TASK TO COMPLETE: Give back exactly the lines of the material below that start at the line containing "provider, store and" and end at the line containing "#[command(subcommand)]", and no others.

MATERIAL SHOWN:
=== Section Start ===

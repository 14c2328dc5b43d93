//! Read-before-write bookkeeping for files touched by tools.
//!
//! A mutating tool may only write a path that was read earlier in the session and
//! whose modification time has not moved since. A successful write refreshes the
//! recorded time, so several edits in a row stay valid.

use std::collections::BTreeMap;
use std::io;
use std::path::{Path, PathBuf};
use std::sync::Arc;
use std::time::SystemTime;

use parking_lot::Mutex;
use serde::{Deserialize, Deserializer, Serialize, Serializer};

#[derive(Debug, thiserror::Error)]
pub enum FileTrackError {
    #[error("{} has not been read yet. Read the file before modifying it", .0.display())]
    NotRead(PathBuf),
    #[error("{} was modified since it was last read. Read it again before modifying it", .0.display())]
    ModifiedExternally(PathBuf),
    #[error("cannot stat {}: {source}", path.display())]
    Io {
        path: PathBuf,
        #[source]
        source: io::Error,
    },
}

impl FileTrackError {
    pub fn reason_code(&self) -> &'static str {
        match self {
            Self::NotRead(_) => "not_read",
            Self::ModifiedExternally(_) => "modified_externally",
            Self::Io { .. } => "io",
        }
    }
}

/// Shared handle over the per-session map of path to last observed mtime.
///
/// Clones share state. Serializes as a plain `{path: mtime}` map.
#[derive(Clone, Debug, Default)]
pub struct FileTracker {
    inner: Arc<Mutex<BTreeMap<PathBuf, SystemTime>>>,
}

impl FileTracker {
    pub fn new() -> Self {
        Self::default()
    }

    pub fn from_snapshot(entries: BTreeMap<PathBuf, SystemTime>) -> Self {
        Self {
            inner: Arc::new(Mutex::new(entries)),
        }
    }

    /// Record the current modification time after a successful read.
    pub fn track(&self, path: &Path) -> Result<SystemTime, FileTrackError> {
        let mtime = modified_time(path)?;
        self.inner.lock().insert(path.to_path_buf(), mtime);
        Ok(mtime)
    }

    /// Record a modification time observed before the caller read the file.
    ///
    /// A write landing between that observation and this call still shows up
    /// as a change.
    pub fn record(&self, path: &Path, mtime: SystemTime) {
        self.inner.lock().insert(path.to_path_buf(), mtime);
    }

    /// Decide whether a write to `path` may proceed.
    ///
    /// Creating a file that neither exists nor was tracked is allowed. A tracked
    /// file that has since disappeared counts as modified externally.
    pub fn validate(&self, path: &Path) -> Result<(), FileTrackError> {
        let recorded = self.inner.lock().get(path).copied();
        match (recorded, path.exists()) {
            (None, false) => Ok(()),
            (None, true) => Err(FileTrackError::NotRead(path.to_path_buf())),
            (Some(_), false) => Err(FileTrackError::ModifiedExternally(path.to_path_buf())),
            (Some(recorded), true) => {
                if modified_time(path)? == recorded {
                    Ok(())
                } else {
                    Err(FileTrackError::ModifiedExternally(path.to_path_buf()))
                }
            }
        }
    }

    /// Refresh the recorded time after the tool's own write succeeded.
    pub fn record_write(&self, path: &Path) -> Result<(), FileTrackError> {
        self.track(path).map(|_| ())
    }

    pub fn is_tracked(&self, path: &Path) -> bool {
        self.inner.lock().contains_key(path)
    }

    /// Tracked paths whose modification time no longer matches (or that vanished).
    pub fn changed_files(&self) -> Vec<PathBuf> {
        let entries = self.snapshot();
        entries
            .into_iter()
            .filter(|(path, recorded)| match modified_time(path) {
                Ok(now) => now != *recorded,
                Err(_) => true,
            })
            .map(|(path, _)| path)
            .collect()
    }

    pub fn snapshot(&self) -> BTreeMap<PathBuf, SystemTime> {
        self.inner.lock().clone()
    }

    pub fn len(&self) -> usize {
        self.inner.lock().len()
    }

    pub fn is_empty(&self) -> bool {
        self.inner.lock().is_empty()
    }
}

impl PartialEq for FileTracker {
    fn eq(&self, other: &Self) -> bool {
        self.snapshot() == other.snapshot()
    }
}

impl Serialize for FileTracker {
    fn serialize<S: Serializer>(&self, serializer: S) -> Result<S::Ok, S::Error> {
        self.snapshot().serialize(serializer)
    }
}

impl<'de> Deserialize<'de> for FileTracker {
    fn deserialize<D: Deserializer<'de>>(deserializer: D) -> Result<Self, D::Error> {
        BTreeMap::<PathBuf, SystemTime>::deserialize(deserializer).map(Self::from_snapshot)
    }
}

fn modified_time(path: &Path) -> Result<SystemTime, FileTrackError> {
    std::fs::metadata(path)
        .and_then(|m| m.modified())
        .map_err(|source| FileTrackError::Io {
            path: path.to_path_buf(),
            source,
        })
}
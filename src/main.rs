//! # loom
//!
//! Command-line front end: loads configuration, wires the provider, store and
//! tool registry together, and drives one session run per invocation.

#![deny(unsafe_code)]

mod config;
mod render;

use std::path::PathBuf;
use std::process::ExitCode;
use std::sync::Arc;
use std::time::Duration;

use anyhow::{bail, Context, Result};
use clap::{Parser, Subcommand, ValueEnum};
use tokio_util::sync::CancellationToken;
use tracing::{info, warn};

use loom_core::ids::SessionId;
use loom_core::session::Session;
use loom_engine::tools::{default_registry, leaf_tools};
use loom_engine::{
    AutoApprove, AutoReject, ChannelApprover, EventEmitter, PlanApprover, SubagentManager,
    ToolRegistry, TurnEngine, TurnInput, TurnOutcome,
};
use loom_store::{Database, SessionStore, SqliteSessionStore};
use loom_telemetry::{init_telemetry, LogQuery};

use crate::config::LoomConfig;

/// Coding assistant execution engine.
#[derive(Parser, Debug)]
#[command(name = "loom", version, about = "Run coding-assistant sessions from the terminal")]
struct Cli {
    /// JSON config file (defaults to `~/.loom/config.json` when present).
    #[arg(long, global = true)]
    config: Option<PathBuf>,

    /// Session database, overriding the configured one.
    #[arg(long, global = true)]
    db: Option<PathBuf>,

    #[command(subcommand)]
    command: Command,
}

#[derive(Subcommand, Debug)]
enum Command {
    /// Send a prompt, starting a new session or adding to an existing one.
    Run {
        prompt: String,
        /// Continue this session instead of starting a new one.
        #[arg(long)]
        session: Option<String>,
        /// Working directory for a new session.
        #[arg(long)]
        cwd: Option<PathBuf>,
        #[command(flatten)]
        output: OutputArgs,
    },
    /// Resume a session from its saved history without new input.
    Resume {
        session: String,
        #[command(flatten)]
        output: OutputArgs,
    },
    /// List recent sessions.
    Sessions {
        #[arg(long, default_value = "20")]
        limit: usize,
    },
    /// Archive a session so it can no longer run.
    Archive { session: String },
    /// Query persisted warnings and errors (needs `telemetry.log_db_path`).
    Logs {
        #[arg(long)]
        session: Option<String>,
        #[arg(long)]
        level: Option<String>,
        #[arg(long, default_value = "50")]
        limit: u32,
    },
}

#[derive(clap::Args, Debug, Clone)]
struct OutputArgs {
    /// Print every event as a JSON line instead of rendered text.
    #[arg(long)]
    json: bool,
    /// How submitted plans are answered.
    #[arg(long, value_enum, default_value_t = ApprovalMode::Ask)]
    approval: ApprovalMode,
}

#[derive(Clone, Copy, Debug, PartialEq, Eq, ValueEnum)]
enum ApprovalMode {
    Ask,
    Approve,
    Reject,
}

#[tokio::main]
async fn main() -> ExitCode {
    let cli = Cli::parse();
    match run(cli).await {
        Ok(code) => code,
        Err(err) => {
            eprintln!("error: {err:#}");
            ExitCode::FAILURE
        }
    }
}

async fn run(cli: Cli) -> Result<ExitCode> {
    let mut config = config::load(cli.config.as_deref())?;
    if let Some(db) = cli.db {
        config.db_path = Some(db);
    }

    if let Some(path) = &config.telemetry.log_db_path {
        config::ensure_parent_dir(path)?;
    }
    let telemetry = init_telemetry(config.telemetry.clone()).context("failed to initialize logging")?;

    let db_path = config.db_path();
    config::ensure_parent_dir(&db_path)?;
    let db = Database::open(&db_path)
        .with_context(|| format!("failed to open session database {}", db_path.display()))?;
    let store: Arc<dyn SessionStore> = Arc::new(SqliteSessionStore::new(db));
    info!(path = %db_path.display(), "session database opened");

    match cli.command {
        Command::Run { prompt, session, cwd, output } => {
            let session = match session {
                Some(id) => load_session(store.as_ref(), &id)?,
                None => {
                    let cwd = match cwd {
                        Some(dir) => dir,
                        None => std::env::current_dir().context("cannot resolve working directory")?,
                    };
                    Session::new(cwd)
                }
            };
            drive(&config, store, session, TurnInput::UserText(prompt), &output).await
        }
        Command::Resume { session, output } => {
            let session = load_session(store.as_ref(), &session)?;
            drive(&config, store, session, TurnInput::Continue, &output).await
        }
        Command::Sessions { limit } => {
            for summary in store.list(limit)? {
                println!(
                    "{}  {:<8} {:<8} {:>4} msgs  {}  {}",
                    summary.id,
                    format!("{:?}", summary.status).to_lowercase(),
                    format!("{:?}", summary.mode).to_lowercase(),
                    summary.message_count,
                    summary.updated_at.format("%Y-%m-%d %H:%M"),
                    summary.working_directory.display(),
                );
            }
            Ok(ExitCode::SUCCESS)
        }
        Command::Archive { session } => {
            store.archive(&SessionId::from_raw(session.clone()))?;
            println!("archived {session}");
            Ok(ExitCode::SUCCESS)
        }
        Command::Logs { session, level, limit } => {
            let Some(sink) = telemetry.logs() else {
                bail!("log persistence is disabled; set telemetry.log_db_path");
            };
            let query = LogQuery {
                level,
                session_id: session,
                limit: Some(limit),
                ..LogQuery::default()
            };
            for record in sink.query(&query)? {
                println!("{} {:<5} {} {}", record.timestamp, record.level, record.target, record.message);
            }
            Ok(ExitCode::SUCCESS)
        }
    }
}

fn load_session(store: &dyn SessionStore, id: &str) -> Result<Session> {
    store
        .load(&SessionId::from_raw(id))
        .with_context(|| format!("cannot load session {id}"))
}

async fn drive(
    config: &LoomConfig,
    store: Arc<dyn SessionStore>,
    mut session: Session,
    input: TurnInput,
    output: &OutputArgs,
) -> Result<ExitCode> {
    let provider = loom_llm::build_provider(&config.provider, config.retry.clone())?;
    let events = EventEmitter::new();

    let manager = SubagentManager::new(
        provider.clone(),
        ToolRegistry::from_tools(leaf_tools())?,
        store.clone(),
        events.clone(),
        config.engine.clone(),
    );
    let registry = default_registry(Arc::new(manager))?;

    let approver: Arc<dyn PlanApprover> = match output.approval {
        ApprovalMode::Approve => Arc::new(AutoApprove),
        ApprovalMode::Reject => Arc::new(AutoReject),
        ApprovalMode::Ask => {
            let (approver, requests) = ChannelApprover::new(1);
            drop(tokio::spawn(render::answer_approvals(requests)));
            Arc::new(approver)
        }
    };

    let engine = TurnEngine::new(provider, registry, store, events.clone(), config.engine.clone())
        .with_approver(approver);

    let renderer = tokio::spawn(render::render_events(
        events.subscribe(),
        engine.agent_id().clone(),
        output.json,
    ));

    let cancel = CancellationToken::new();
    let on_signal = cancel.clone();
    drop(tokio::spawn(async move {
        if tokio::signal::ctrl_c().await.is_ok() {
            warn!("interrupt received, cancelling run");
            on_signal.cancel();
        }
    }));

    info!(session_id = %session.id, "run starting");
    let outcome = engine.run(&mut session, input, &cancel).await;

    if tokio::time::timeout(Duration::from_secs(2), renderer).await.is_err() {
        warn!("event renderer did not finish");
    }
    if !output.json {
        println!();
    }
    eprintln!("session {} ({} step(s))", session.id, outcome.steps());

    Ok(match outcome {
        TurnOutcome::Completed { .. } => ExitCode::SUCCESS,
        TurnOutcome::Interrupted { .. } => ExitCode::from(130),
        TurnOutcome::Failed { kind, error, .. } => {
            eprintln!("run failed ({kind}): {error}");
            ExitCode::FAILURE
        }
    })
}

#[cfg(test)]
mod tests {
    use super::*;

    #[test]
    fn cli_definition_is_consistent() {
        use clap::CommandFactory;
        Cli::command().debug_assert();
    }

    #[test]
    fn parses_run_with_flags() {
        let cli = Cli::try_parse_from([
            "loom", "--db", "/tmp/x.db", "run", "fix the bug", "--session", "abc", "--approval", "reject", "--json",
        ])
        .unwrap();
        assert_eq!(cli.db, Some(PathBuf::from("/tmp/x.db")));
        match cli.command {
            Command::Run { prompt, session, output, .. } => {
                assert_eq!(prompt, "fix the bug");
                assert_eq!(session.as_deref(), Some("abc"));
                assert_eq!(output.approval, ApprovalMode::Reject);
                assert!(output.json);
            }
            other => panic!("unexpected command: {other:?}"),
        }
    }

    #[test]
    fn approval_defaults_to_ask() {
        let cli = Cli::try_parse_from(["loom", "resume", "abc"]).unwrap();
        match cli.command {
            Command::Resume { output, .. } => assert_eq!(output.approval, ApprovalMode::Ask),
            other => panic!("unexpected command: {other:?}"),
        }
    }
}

=== Section End ===

REPLY TO THE EXERCISE:
//! Command-line front end: loads configuration, wires the provider, store and
//! tool registry together, and drives one session run per invocation.

#![deny(unsafe_code)]

mod config;
mod render;

use std::path::PathBuf;
use std::process::ExitCode;
use std::sync::Arc;
use std::time::Duration;

use anyhow::{bail, Context, Result};
use clap::{Parser, Subcommand, ValueEnum};
use tokio_util::sync::CancellationToken;
use tracing::{info, warn};

use loom_core::ids::SessionId;
use loom_core::session::Session;
use loom_engine::tools::{default_registry, leaf_tools};
use loom_engine::{
    AutoApprove, AutoReject, ChannelApprover, EventEmitter, PlanApprover, SubagentManager,
    ToolRegistry, TurnEngine, TurnInput, TurnOutcome,
};
use loom_store::{Database, SessionStore, SqliteSessionStore};
use loom_telemetry::{init_telemetry, LogQuery};

use crate::config::LoomConfig;

/// Coding assistant execution engine.
#[derive(Parser, Debug)]
#[command(name = "loom", version, about = "Run coding-assistant sessions from the terminal")]
struct Cli {
    /// JSON config file (defaults to `~/.loom/config.json` when present).
    #[arg(long, global = true)]
    config: Option<PathBuf>,

    /// Session database, overriding the configured one.
    #[arg(long, global = true)]
    db: Option<PathBuf>,

    #[command(subcommand)]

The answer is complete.